What I have noticed due to having more ageing relatives I'm close to now, is that a big problem that is difficult for anyone to know how to deal with is where patients are on many multiple medications for different conditions! There's research into does drug A contraindicate drug B but it gets far more difficult to know if symptoms are being caused because someone is on 30+ meds a day because they have 6/7 different conditions that require medication!
So we may know drug A + drug B is ok we don't yet know that adding drug C Which is SUPPOSEDLY ok with both drugs A + B actually creates a (4th? 5th?) chemical or chemical reaction that is at best unpleasant at worst dangerous.
I've a relative who is on 3 very strong, necessary drugs for 3 separate but serious conditions. And of course under 3 separate specialists - all blaming the meds they were on for the OTHER conditions for some quite serious worrying side effects/symptoms. WHY there isn't a process where they can meet up to properly discuss and agree a plan to try and figure out which drug was responsible I don't know. The communication is appalling.

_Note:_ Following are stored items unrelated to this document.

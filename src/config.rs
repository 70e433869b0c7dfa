use config::{Config, ConfigError, Environment, File};
use serde::{Deserialize, Serialize};
use std::env;
use std::path::{Path, PathBuf};
use std::time::Duration;
use url::Url;

use crate::scrapers::types::SelectorMap;
use crate::scrapers::wait::PollWait;
use crate::storage::TableFormat;

pub const DEFAULT_PRODUCT_URL: &str =
    "https://www.gsuplementos.com.br/creatina-monohidratada-250gr-growth-supplements-p985931";
pub const DEFAULT_OUTPUT_FILE: &str = "dados.xlsx";
pub const DEFAULT_CONFIG_FILE: &str = "scout";

#[derive(Debug, Clone, Serialize, Deserialize)]
#[serde(default)]
pub struct ScoutConfig {
    pub product_url: String,
    /// Relative paths are resolved against the working directory
    pub output_path: PathBuf,
    /// Read the page from this HTML file instead of launching Chrome
    pub snapshot_html: Option<PathBuf>,
    pub browser: BrowserConfig,
    pub wait: WaitConfig,
    pub selectors: SelectorMap,
}

#[derive(Debug, Clone, Serialize, Deserialize)]
#[serde(default)]
pub struct BrowserConfig {
    pub headless: bool,
    pub lang: String,
    pub window_width: u32,
    pub window_height: u32,
    pub incognito: bool,
    pub disable_notifications: bool,
    pub disable_gpu: bool,
    pub sandbox: bool,
    pub chrome_path: Option<PathBuf>,
    pub user_agent: Option<String>,
}

#[derive(Debug, Clone, Serialize, Deserialize)]
#[serde(default)]
pub struct WaitConfig {
    pub timeout_ms: u64,
    pub poll_interval_ms: u64,
}

impl Default for ScoutConfig {
    fn default() -> Self {
        Self {
            product_url: DEFAULT_PRODUCT_URL.to_string(),
            output_path: PathBuf::from(DEFAULT_OUTPUT_FILE),
            snapshot_html: None,
            browser: BrowserConfig::default(),
            wait: WaitConfig::default(),
            selectors: SelectorMap::default(),
        }
    }
}

impl Default for BrowserConfig {
    fn default() -> Self {
        Self {
            headless: true,
            lang: "pt-BR".to_string(),
            window_width: 1360,
            window_height: 750,
            incognito: true,
            disable_notifications: true,
            disable_gpu: true,
            sandbox: true,
            chrome_path: None,
            user_agent: None,
        }
    }
}

impl Default for WaitConfig {
    fn default() -> Self {
        Self {
            timeout_ms: 10_000,
            poll_interval_ms: 1_000,
        }
    }
}

impl WaitConfig {
    pub fn poll_wait(&self) -> PollWait {
        PollWait::new(
            Duration::from_millis(self.timeout_ms),
            Duration::from_millis(self.poll_interval_ms),
        )
    }
}

impl ScoutConfig {
    /// Defaults, then `scout.toml` (or the file named by `SCOUT_CONFIG`),
    /// then `SCOUT__*` environment variables.
    pub fn load() -> crate::error::Result<Self> {
        let file = env::var("SCOUT_CONFIG").unwrap_or_else(|_| DEFAULT_CONFIG_FILE.into());

        let s = Config::builder()
            .add_source(File::with_name(&file).required(false))
            .add_source(
                Environment::with_prefix("SCOUT")
                    .separator("__")
                    .try_parsing(true),
            )
            .build()?;

        let mut config: ScoutConfig = s.try_deserialize()?;

        if config.browser.chrome_path.is_none() {
            config.browser.chrome_path = env::var_os("CHROME_PATH").map(PathBuf::from);
        }

        config.validate()?;
        Ok(config)
    }

    pub fn validate(&self) -> Result<(), ConfigError> {
        let url = Url::parse(&self.product_url)
            .map_err(|e| ConfigError::Message(format!("Invalid product_url: {}", e)))?;
        if !matches!(url.scheme(), "http" | "https" | "file") {
            return Err(ConfigError::Message(format!(
                "Unsupported product_url scheme: {}",
                url.scheme()
            )));
        }

        if self.output_path.as_os_str().is_empty() {
            return Err(ConfigError::Message("output_path must not be empty".into()));
        }

        // Checked here so a bad extension fails before Chrome is launched
        TableFormat::from_path(&self.output_path)
            .map_err(|e| ConfigError::Message(e.to_string()))?;

        if self.wait.timeout_ms == 0 {
            return Err(ConfigError::Message("wait.timeout_ms must be greater than 0".into()));
        }

        if self.wait.poll_interval_ms == 0 || self.wait.poll_interval_ms > self.wait.timeout_ms {
            return Err(ConfigError::Message(
                "wait.poll_interval_ms must be between 1 and wait.timeout_ms".into(),
            ));
        }

        if self.browser.window_width == 0 || self.browser.window_height == 0 {
            return Err(ConfigError::Message("Browser window size must be non-zero".into()));
        }

        if self.browser.lang.trim().is_empty() {
            return Err(ConfigError::Message("browser.lang must not be empty".into()));
        }

        Ok(())
    }

    /// Output path made absolute against `cwd`
    pub fn resolve_output_path(&self, cwd: &Path) -> PathBuf {
        if self.output_path.is_absolute() {
            self.output_path.clone()
        } else {
            cwd.join(&self.output_path)
        }
    }
}
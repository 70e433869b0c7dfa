//! Output table persistence.
//!
//! The whole table is read, one row is appended and the file is rewritten.
//! There is no locking and no atomic replace: two runs writing the same file
//! at once can lose a row.

mod delimited;
mod xlsx;

use std::fmt;
use std::path::Path;
use tracing::info;

use crate::error::{Result, ScoutError};
use crate::models::{ProductRecord, COLUMNS};

/// One spreadsheet cell.
///
/// Cells read from an existing workbook keep their type so rewriting the
/// file leaves earlier rows as they were. Date and duration cells hold the
/// Excel serial value.
#[derive(Debug, Clone, Default, PartialEq)]
pub enum Cell {
    #[default]
    Empty,
    Text(String),
    Number(f64),
    Bool(bool),
    DateTime(f64),
    Duration(f64),
}

impl Cell {
    /// Text content; `Some("")` for an empty cell, `None` for typed cells
    pub fn as_text(&self) -> Option<&str> {
        match self {
            Cell::Empty => Some(""),
            Cell::Text(s) => Some(s),
            _ => None,
        }
    }
}

impl From<String> for Cell {
    fn from(value: String) -> Self {
        if value.is_empty() {
            Cell::Empty
        } else {
            Cell::Text(value)
        }
    }
}

impl From<&str> for Cell {
    fn from(value: &str) -> Self {
        Cell::from(value.to_string())
    }
}

impl fmt::Display for Cell {
    fn fmt(&self, f: &mut fmt::Formatter<'_>) -> fmt::Result {
        match self {
            Cell::Empty => Ok(()),
            Cell::Text(s) => f.write_str(s),
            Cell::Number(n) | Cell::DateTime(n) | Cell::Duration(n) => write!(f, "{}", n),
            Cell::Bool(b) => write!(f, "{}", if *b { "TRUE" } else { "FALSE" }),
        }
    }
}

impl PartialEq<&str> for Cell {
    fn eq(&self, other: &&str) -> bool {
        self.as_text() == Some(*other)
    }
}

impl PartialEq<String> for Cell {
    fn eq(&self, other: &String) -> bool {
        self.as_text() == Some(other.as_str())
    }
}

/// Header row plus data rows
#[derive(Debug, Clone, Default, PartialEq)]
pub struct Table {
    pub headers: Vec<String>,
    pub rows: Vec<Vec<Cell>>,
}

impl Table {
    pub fn with_columns() -> Self {
        Self {
            headers: COLUMNS.iter().map(|c| c.to_string()).collect(),
            rows: Vec::new(),
        }
    }

    pub fn len(&self) -> usize {
        self.rows.len()
    }

    pub fn is_empty(&self) -> bool {
        self.rows.is_empty()
    }

    /// Append a record as text cells, matching them to columns by header name.
    ///
    /// Record columns the table lacks are added at the end; columns only the
    /// table has stay empty in the new row.
    pub fn push_record(&mut self, record: &ProductRecord) {
        let mut row = vec![Cell::Empty; self.headers.len()];

        for (column, value) in COLUMNS.iter().zip(record.to_row()) {
            let index = match self.headers.iter().position(|h| h == column) {
                Some(index) => index,
                None => {
                    self.headers.push(column.to_string());
                    for existing in &mut self.rows {
                        existing.push(Cell::Empty);
                    }
                    row.push(Cell::Empty);
                    self.headers.len() - 1
                }
            };
            row[index] = Cell::from(value);
        }

        self.rows.push(row);
    }

    /// Pad short rows so every row is as wide as the header
    fn normalize(mut self) -> Self {
        let width = self
            .rows
            .iter()
            .map(Vec::len)
            .max()
            .unwrap_or(0)
            .max(self.headers.len());

        self.headers.resize(width, String::new());
        for row in &mut self.rows {
            row.resize(width, Cell::Empty);
        }
        self
    }
}

#[derive(Debug, Clone, Copy, PartialEq, Eq)]
pub enum TableFormat {
    Xlsx,
    Csv,
}

impl TableFormat {
    pub fn from_path(path: &Path) -> Result<Self> {
        let extension = path
            .extension()
            .and_then(|e| e.to_str())
            .map(|e| e.to_ascii_lowercase());

        match extension.as_deref() {
            Some("xlsx") => Ok(TableFormat::Xlsx),
            Some("csv") => Ok(TableFormat::Csv),
            _ => Err(ScoutError::UnsupportedFormat {
                path: path.to_path_buf(),
            }),
        }
    }
}

/// Read the table at `path`. `None` if the file does not exist; an
/// unreadable or corrupt file is an error.
pub fn load_table(path: &Path) -> Result<Option<Table>> {
    let format = TableFormat::from_path(path)?;
    if !path.exists() {
        return Ok(None);
    }

    let table = match format {
        TableFormat::Xlsx => xlsx::read(path)?,
        TableFormat::Csv => delimited::read(path)?,
    };
    Ok(Some(table.normalize()))
}

/// Replace the file at `path` with `table`
pub fn save_table(path: &Path, table: &Table) -> Result<()> {
    match TableFormat::from_path(path)? {
        TableFormat::Xlsx => xlsx::write(path, table),
        TableFormat::Csv => delimited::write(path, table),
    }
}

/// Load the existing table (if any), append `record` and rewrite the file.
/// Returns the table as written.
pub fn append_record(path: &Path, record: &ProductRecord) -> Result<Table> {
    let mut table = match load_table(path)? {
        Some(table) if !table.headers.is_empty() => {
            info!("Loaded {} existing row(s) from {}", table.len(), path.display());
            table
        }
        _ => {
            info!("Starting new table at {}", path.display());
            Table::with_columns()
        }
    };

    table.push_record(record);
    save_table(path, &table)?;

    info!("Wrote {} row(s) to {}", table.len(), path.display());
    Ok(table)
}
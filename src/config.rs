//! Build-time back-end selection.
//!
//! The `backend_*` cargo features pick the type behind [`Deque`]. When more
//! than one is enabled the first of `backend_fixed`, `backend_inplace`,
//! `backend_growable`, `backend_chunked` wins; with none enabled the chunked
//! list is used.

use crate::collections;

/// Capacity of the fixed and inline back-ends.
pub const CAPACITY: usize = 16;

/// Slots per chunk of the chunked back-end.
pub const CHUNK_CAPACITY: usize = 16;

/// Slots added per growth of the growable back-end.
pub const GROWTH_INCREMENT: usize = 16;

#[cfg(feature = "backend_fixed")]
pub type Deque<T> = collections::FixedDeque<T>;

#[cfg(all(feature = "backend_inplace", not(feature = "backend_fixed")))]
pub type Deque<T> = collections::InplaceDeque<T, CAPACITY>;

#[cfg(all(
    feature = "backend_growable",
    not(any(feature = "backend_fixed", feature = "backend_inplace"))
))]
pub type Deque<T> = collections::GrowableDeque<T, GROWTH_INCREMENT>;

#[cfg(not(any(
    feature = "backend_fixed",
    feature = "backend_inplace",
    feature = "backend_growable"
)))]
pub type Deque<T> = collections::ChunkedDeque<T, CHUNK_CAPACITY>;

/// Name of the back-end [`Deque`] resolves to.
pub const BACKEND: &str = if cfg!(feature = "backend_fixed") {
    "fixed"
} else if cfg!(feature = "backend_inplace") {
    "inplace"
} else if cfg!(feature = "backend_growable") {
    "growable"
} else {
    "chunked"
};

/// An empty [`Deque`], sized by [`CAPACITY`] where the back-end is bounded.
#[inline]
pub fn new_deque<T>() -> Deque<T> {
    #[cfg(feature = "backend_fixed")]
    {
        Deque::with_capacity(CAPACITY)
    }
    #[cfg(not(feature = "backend_fixed"))]
    {
        Deque::new()
    }
}
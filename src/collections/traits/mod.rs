pub mod container_common;
pub mod deque_like;

pub use container_common::ContainerCommon;
pub use deque_like::DequeLike;
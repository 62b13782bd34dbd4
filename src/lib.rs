//! Double-ended queues over four interchangeable storage strategies.
//!
//! | type | storage | capacity |
//! |---|---|---|
//! | [`FixedDeque`] | one heap ring buffer | chosen once at runtime |
//! | [`InplaceDeque`] | one inline ring buffer | const generic |
//! | [`GrowableDeque`] | one heap ring buffer | grows by a fixed increment |
//! | [`ChunkedDeque`] | linked fixed-size chunks | grows and shrinks by chunks |
//!
//! All of them implement [`DequeLike`], so code written against the trait
//! behaves the same whichever back-end [`config::Deque`] resolves to.

/// Emits a `tracing` event at trace level when the `tracing` feature is on.
macro_rules! trace_event {
    ($($arg:tt)*) => {
        #[cfg(feature = "tracing")]
        ::tracing::trace!($($arg)*);
    };
}

pub mod assert;
pub mod collections;
pub mod config;
pub mod error;
pub mod sort;

pub use collections::{
    ChunkedDeque, ContainerCommon, DequeLike, FixedDeque, GrowableDeque, InplaceDeque,
};
pub use config::Deque;
pub use error::PushError;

There'll never be a cure for cancer as it's essentially a natural process gone awry, the only way to 'cure' it would involve stopping a natural and necessary process altogether.
I don't believe there's a big pharma conspiracy, but I do think it's better to avoid taking medication wherever possible. That natural actions and changes are preferable courses of action at least initially, certainly preventively. Many conditions are avoidable with a healthy lifestyle.